Galileo’s Revolution: Discovering Truth and Challenging Authority

2023-09-20 11:18:00

In Brecht’s work, the piece begins with a small but not insignificant reversal in the sentence structure: it is not the sun that shines brightly into the study in Padua, but “the light of knowledge” that shines out. In literary studies, this rhetorical figure is called a hysteron-proteron, a reversal of the temporal or logical sequence in the sentence structure. The person who overrides the laws of physics in there is Galileo Galilei. He has just proven Copernicus’ theory: that the earth revolves around the sun and not the other way around. A discovery that completely changed the world and self-image at the time. Little to please the authorities.

Hatch in the floor

But we’re getting ahead of ourselves. The unthinkable has not yet been thought of, and on the stage of the theater there is a dim semi-darkness everywhere. Galileo Galilei (initially played by Matthias Neukirch) works as a private teacher in the spring of 1609. Even a universal genius is not free from the hardships of wage labor. But it is another knowledge business from which Galileo hopes to gain financial independence and more: from a Dutch explorer he learns regarding an invention called a telescope, which he further develops and presents to the Collegium Romanum as his own invention. The early 17th century – fortunately for Galileo – did not yet have patents.

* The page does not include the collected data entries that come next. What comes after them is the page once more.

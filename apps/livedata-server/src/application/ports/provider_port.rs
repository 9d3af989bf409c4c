//! Market Data Provider Port (Driven Port)
//!
//! The contract an upstream data-provider adapter must satisfy. Vendor
//! specifics (session handling, wire protocol, retry policy) live entirely
//! behind this port; calls are assumed bounded, and a timeout inside the
//! adapter surfaces here as a provider error.

use std::collections::HashMap;

use async_trait::async_trait;

use crate::domain::ids::ExternalId;
use crate::domain::message::FieldMessage;

/// Provider-side failure.
#[derive(Debug, Clone, thiserror::Error)]
pub enum ProviderError {
    /// Connection to the provider failed or was lost.
    #[error("provider connection error: {message}")]
    Connection {
        /// Error details.
        message: String,
    },

    /// A subscription request was rejected or timed out.
    #[error("provider subscription error: {message}")]
    Subscription {
        /// Error details.
        message: String,
    },

    /// A snapshot request failed or timed out.
    #[error("provider snapshot error: {message}")]
    Snapshot {
        /// Error details.
        message: String,
    },
}

/// Port for the upstream market-data provider.
///
/// `subscribe` and `snapshot` accept batches of identifiers so an adapter
/// can collapse many instruments into one upstream call. Identifiers passed
/// in are always in the scheme declared by [`Self::unique_id_scheme`].
#[async_trait]
pub trait MarketDataProvider: Send + Sync {
    /// Open the provider connection. Idempotence is handled by the caller.
    async fn connect(&self) -> Result<(), ProviderError>;

    /// Close the provider connection.
    async fn disconnect(&self) -> Result<(), ProviderError>;

    /// Subscribe to live data for the given identifiers.
    ///
    /// Returns the provider-side handle (`security_unique_id`) for each
    /// identifier that was accepted. An identifier absent from the result
    /// map was rejected.
    async fn subscribe(
        &self,
        ids: &[ExternalId],
    ) -> Result<HashMap<ExternalId, String>, ProviderError>;

    /// Release previously returned subscription handles.
    async fn unsubscribe(&self, handles: &[String]) -> Result<(), ProviderError>;

    /// Fetch a point-in-time snapshot for the given identifiers.
    async fn snapshot(
        &self,
        ids: &[ExternalId],
    ) -> Result<HashMap<ExternalId, FieldMessage>, ProviderError>;

    /// The identifier scheme this provider subscribes with.
    fn unique_id_scheme(&self) -> String;

    /// Whether new subscriptions must be seeded with a snapshot before the
    /// first live tick is accepted.
    ///
    /// Declared by the concrete provider: streams that only publish deltas
    /// need the seed, full-image streams do not.
    fn snapshot_on_subscription_start(&self) -> bool;
}
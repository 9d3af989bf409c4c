//! Identifier Resolution
//!
//! Picks the one canonical identifier out of a bundle that the upstream
//! provider should be subscribed with.

use crate::domain::ids::{ExternalId, ExternalIdBundle};

/// Resolves an identifier bundle to a single canonical identifier.
pub trait IdResolver: Send + Sync {
    /// Pick the canonical identifier, or `None` when no identifier in a
    /// supported scheme exists.
    fn resolve(&self, bundle: &ExternalIdBundle) -> Option<ExternalId>;

    /// Resolve a batch, preserving input order.
    fn resolve_batch(
        &self,
        bundles: &[ExternalIdBundle],
    ) -> Vec<(ExternalIdBundle, Option<ExternalId>)> {
        bundles
            .iter()
            .map(|bundle| (bundle.clone(), self.resolve(bundle)))
            .collect()
    }
}

/// Resolves by scheme priority: the first configured scheme that the bundle
/// carries an identifier in wins.
#[derive(Debug, Clone)]
pub struct SchemePriorityIdResolver {
    schemes: Vec<String>,
}

impl SchemePriorityIdResolver {
    /// Create a resolver preferring the given schemes, in order.
    #[must_use]
    pub fn new(schemes: impl IntoIterator<Item = impl Into<String>>) -> Self {
        Self {
            schemes: schemes.into_iter().map(Into::into).collect(),
        }
    }

    /// Create a resolver supporting a single scheme.
    #[must_use]
    pub fn single_scheme(scheme: impl Into<String>) -> Self {
        Self::new([scheme])
    }
}

impl IdResolver for SchemePriorityIdResolver {
    fn resolve(&self, bundle: &ExternalIdBundle) -> Option<ExternalId> {
        self.schemes
            .iter()
            .find_map(|scheme| bundle.id_in_scheme(scheme).cloned())
    }
}
//! Field Messages
//!
//! The payload exchanged with providers and consumers: an ordered sequence
//! of optionally-named field values. Raw provider ticks, normalized updates
//! and snapshots all travel as [`FieldMessage`].

use serde::{Deserialize, Serialize};

// =============================================================================
// Field Values
// =============================================================================

/// A single field value.
#[derive(Debug, Clone, PartialEq, Serialize, Deserialize)]
#[serde(untagged)]
pub enum FieldValue {
    /// Boolean value.
    Boolean(bool),
    /// Integral value.
    Integer(i64),
    /// Floating-point value.
    Double(f64),
    /// Text value.
    Text(String),
}

impl FieldValue {
    /// Interpret the value as a float, if numeric.
    #[must_use]
    pub fn as_f64(&self) -> Option<f64> {
        match self {
            #[allow(clippy::cast_precision_loss)]
            Self::Integer(i) => Some(*i as f64),
            Self::Double(d) => Some(*d),
            Self::Boolean(_) | Self::Text(_) => None,
        }
    }
}

impl From<&str> for FieldValue {
    fn from(value: &str) -> Self {
        Self::Text(value.to_string())
    }
}

impl From<i64> for FieldValue {
    fn from(value: i64) -> Self {
        Self::Integer(value)
    }
}

impl From<f64> for FieldValue {
    fn from(value: f64) -> Self {
        Self::Double(value)
    }
}

impl From<bool> for FieldValue {
    fn from(value: bool) -> Self {
        Self::Boolean(value)
    }
}

// =============================================================================
// Fields
// =============================================================================

/// A field within a message: a value with an optional name.
#[derive(Debug, Clone, PartialEq, Serialize, Deserialize)]
pub struct Field {
    /// Field name; unnamed fields are keyed positionally downstream.
    pub name: Option<String>,
    /// Field value.
    pub value: FieldValue,
}

// =============================================================================
// FieldMessage
// =============================================================================

/// An ordered sequence of fields.
///
/// Order is significant: repeated names are allowed and downstream
/// last-value caching resolves repeats in arrival order.
#[derive(Debug, Clone, Default, PartialEq, Serialize, Deserialize)]
pub struct FieldMessage {
    fields: Vec<Field>,
}

impl FieldMessage {
    /// Create an empty message.
    #[must_use]
    pub const fn new() -> Self {
        Self { fields: Vec::new() }
    }

    /// Append a named field.
    pub fn add(&mut self, name: impl Into<String>, value: impl Into<FieldValue>) {
        self.fields.push(Field {
            name: Some(name.into()),
            value: value.into(),
        });
    }

    /// Append an unnamed field.
    pub fn add_unnamed(&mut self, value: impl Into<FieldValue>) {
        self.fields.push(Field {
            name: None,
            value: value.into(),
        });
    }

    /// Builder-style named field append.
    #[must_use]
    pub fn with(mut self, name: impl Into<String>, value: impl Into<FieldValue>) -> Self {
        self.add(name, value);
        self
    }

    /// Get the latest value for a named field, if present.
    #[must_use]
    pub fn get(&self, name: &str) -> Option<&FieldValue> {
        self.fields
            .iter()
            .rev()
            .find(|f| f.name.as_deref() == Some(name))
            .map(|f| &f.value)
    }

    /// Check whether the message carries no fields.
    #[must_use]
    pub fn is_empty(&self) -> bool {
        self.fields.is_empty()
    }

    /// Number of fields, counting repeats.
    #[must_use]
    pub fn len(&self) -> usize {
        self.fields.len()
    }

    /// Iterate over the fields in order.
    pub fn iter(&self) -> impl Iterator<Item = &Field> {
        self.fields.iter()
    }
}

impl FromIterator<Field> for FieldMessage {
    fn from_iter<T: IntoIterator<Item = Field>>(iter: T) -> Self {
        Self {
            fields: iter.into_iter().collect(),
        }
    }
}

// =============================================================================
// Tests
// =============================================================================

Nothing is the same anymore: Scene from Stemann’s “Galilei”: Image: Philip Frowein

Even if Galileo’s invention is only approved by the board of trustees because they assume that it might be an advantage once morest the enemy in war and that it might be sold as a valuable commodity, the look through the telescope reveals knowledge that… cannot be closed once more so quickly: Using the telescope, Galileo discovered phenomena in the sky that prove the Copernican system. At that moment, a hatch in the floor opens on the stage, through which the light shines, around which Galileo and his followers, including his daughter Virginia, gather. The portal is open. The light, ergo: knowledge, breaks through.

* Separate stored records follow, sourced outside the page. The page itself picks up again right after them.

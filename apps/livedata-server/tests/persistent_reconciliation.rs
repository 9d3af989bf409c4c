//! Persistent Subscription Reconciliation Tests
//!
//! Drives the persistence manager against the real registry with in-memory
//! and file-backed stores: restart recovery, promotion + refresh, survival
//! at zero client references, and storage-failure resilience.

use std::collections::BTreeSet;
use std::sync::Arc;
use std::time::Duration;

use livedata_server::{
    CachingDistributionSpecResolver, DefaultDistributionSpecResolver, ExternalIdBundle,
    FileSubscriptionStore, InMemorySubscriptionStore, LiveDataServer, LiveDataSpecification,
    MarketDataProvider, MockMarketDataProvider, NormalizationRuleSet, PersistentSubscription,
    PersistentSubscriptionManager, PrefixTopicNameResolver, RecordingSender,
    SchemePriorityIdResolver, StandardLiveDataServer, StandardRuleResolver, SubscriptionStore,
};

struct Fixture {
    server: Arc<StandardLiveDataServer>,
    provider: Arc<MockMarketDataProvider>,
}

async fn fixture() -> Fixture {
    let rules = Arc::new(StandardRuleResolver::new());
    rules.register(Arc::new(NormalizationRuleSet::new("std", Vec::new())));

    let provider = Arc::new(MockMarketDataProvider::new("TICKER"));
    let provider_dyn: Arc<dyn MarketDataProvider> = provider.clone();
    let server = Arc::new(StandardLiveDataServer::new(
        provider_dyn,
        Arc::new(CachingDistributionSpecResolver::new(
            DefaultDistributionSpecResolver::new(
                Arc::new(SchemePriorityIdResolver::single_scheme("TICKER")),
                rules,
                Arc::new(PrefixTopicNameResolver::new("livedata")),
            ),
        )),
        Arc::new(RecordingSender::new()),
    ));
    server.connect().await.unwrap();

    Fixture { server, provider }
}

fn spec(value: &str) -> LiveDataSpecification {
    LiveDataSpecification::new("std", ExternalIdBundle::of("TICKER", value))
}

fn manager(
    fixture: &Fixture,
    store: Arc<dyn SubscriptionStore>,
    interval: Duration,
) -> Arc<PersistentSubscriptionManager> {
    Arc::new(PersistentSubscriptionManager::new(
        Arc::clone(&fixture.server),
        store,
        interval,
    ))
}

#[tokio::test]
async fn durable_set_populates_an_empty_registry() {
    let fixture = fixture().await;

    let store = Arc::new(InMemorySubscriptionStore::new());
    store.seed([PersistentSubscription::new(spec("AAPL"))]);

    let manager = manager(&fixture, store, Duration::from_secs(60));
    manager.refresh().await;

    assert_eq!(fixture.server.subscription_count(), 1);
    let info = fixture.server.subscription_info();
    assert!(info[0].persistent);
    // Persistence-driven subscriptions carry no client references.
    assert_eq!(info[0].reference_count, 0);
}

#[tokio::test]
async fn reconcile_is_idempotent_across_cycles() {
    let fixture = fixture().await;

    let store = Arc::new(InMemorySubscriptionStore::new());
    store.seed([PersistentSubscription::new(spec("AAPL"))]);

    let manager = manager(&fixture, store, Duration::from_secs(60));
    manager.refresh().await;
    manager.refresh().await;
    manager.refresh().await;

    assert_eq!(fixture.server.subscription_count(), 1);
    // The security was subscribed upstream exactly once.
    assert_eq!(fixture.provider.subscribe_calls().len(), 1);
}

#[tokio::test]
async fn promotion_reaches_storage_on_refresh() {
    let fixture = fixture().await;
    let store = Arc::new(InMemorySubscriptionStore::new());
    let manager = manager(
        &fixture,
        Arc::clone(&store) as Arc<dyn SubscriptionStore>,
        Duration::from_secs(60),
    );

    // A transient subscription is later promoted to persistent.
    let promoted = spec("MSFT");
    fixture.server.subscribe(&promoted).await.unwrap();
    assert!(fixture.server.set_persistent(&promoted, true).await.unwrap());

    manager.refresh().await;

    let durable = store.read().await.unwrap();
    assert!(durable.contains(&PersistentSubscription::new(promoted)));
}

#[tokio::test]
async fn persistent_subscription_survives_zero_client_references() {
    let fixture = fixture().await;

    let request = spec("AAPL");
    fixture.server.subscribe(&request).await.unwrap();
    fixture.server.set_persistent(&request, true).await.unwrap();

    // The last client leaves; the subscription must stay.
    assert!(fixture.server.unsubscribe(&request).await.unwrap());
    assert_eq!(fixture.server.subscription_count(), 1);
    assert!(fixture.provider.unsubscribe_calls().is_empty());

    // Demoting it with no clients left releases it upstream.
    assert!(fixture.server.set_persistent(&request, false).await.unwrap());
    assert_eq!(fixture.server.subscription_count(), 0);
    assert_eq!(fixture.provider.unsubscribe_calls().len(), 1);
}

#[tokio::test]
async fn demotion_with_active_clients_keeps_the_subscription() {
    let fixture = fixture().await;

    let request = spec("AAPL");
    fixture.server.subscribe(&request).await.unwrap();
    fixture.server.set_persistent(&request, true).await.unwrap();
    fixture.server.set_persistent(&request, false).await.unwrap();

    // The client reference still holds the subscription open.
    assert_eq!(fixture.server.subscription_count(), 1);
    assert!(!fixture.server.subscription_info()[0].persistent);
}

#[tokio::test]
async fn file_store_round_trips_across_restart() {
    let dir = tempfile::tempdir().unwrap();
    let path = dir.path().join("subscriptions.json");

    // First server life: promote and save.
    {
        let fixture = fixture().await;
        let store = Arc::new(FileSubscriptionStore::new(&path));
        let manager = manager(&fixture, store, Duration::from_secs(60));

        let request = spec("AAPL");
        fixture.server.subscribe(&request).await.unwrap();
        fixture.server.set_persistent(&request, true).await.unwrap();
        manager.refresh().await;
    }

    // Second server life: an empty registry is repopulated from the file.
    let fixture = fixture().await;
    let store = Arc::new(FileSubscriptionStore::new(&path));
    let manager = manager(&fixture, store, Duration::from_secs(60));

    assert_eq!(fixture.server.subscription_count(), 0);
    manager.refresh().await;

    assert_eq!(fixture.server.subscription_count(), 1);
    assert!(fixture.server.subscription_info()[0].persistent);
}

#[tokio::test]
async fn corrupt_storage_abandons_the_cycle_and_recovers_later() {
    let dir = tempfile::tempdir().unwrap();
    let path = dir.path().join("subscriptions.json");
    tokio::fs::write(&path, b"not json").await.unwrap();

    let fixture = fixture().await;
    let store = Arc::new(FileSubscriptionStore::new(&path));
    let manager = manager(
        &fixture,
        Arc::clone(&store) as Arc<dyn SubscriptionStore>,
        Duration::from_secs(60),
    );

    // The corrupt read abandons the cycle without touching the registry.
    manager.refresh().await;
    assert_eq!(fixture.server.subscription_count(), 0);

    // Once the file is repaired, the next cycle succeeds.
    let durable: BTreeSet<_> = [PersistentSubscription::new(spec("AAPL"))].into();
    store.write(&durable).await.unwrap();
    manager.refresh().await;
    assert_eq!(fixture.server.subscription_count(), 1);
}

#[tokio::test]
async fn background_loop_reconciles_and_stops_cleanly() {
    let fixture = fixture().await;

    let store = Arc::new(InMemorySubscriptionStore::new());
    store.seed([PersistentSubscription::new(spec("AAPL"))]);

    let manager = manager(
        &fixture,
        Arc::clone(&store) as Arc<dyn SubscriptionStore>,
        Duration::from_millis(5),
    );

    assert!(manager.start());
    assert!(!manager.start());

    tokio::time::sleep(Duration::from_millis(50)).await;
    manager.stop().await;
    assert!(!manager.is_running());

    assert_eq!(fixture.server.subscription_count(), 1);
    // The loop also saved the reconciled set back.
    assert_eq!(store.len(), 1);
}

Overnight the universe lost its center. Nothing is as it was. With the realization that shakes people to their foundations, the parquet falls away from the floor, whirring like a glittering starry sky above the heads of Galileo and his contemporaries. But not all people are ready to hear the truth. Galileo’s calculations are particularly a thorn in the side of the Vatican, because where is God in such a world system? The age-old battle between faith and knowledge begins. Another astrologer who made a similar claim ten years ago was Giordano Bruno. He was burned alive. Galileo is also forced to withdraw his findings. The second half of the game begins with him fixing the panels back to the floor with a cordless drill.

Men in women’s roles and vice versa

In this evening directed by Nicolas Stemann, Galileo is played by different actors, and in fact almost everyone changes roles in this play. Men often play female roles and vice versa. The epic piece consists of 15 scenes, the titles of which are displayed in the background of the stage. On the left edge of the stage, Andrina Bollinger sings in a tender voice the descriptions of the scenes that interrupt Galileo’s story every time. All of this, the role changes, the choral speaking, the sung scene prologues, contribute to the Brechtian alienation effect, which is intended to keep the illusionary nature of the theater present to us and warn us not to believe everything that happens on stage.

When the plague breaks out, Galileo stays behind in Rome and stoically endures his calculations. While still a prisoner of the Inquisition, he wrote his “Discorsi,” a book regarding mechanics and the laws of falling, in a country house in Florence. Brecht’s play ends with his writings crossing the Italian border in the hands of his student Andrea in 1637. The truth, it is there, and yet Andrea ends the piece with the words: “We are really only at the beginning.”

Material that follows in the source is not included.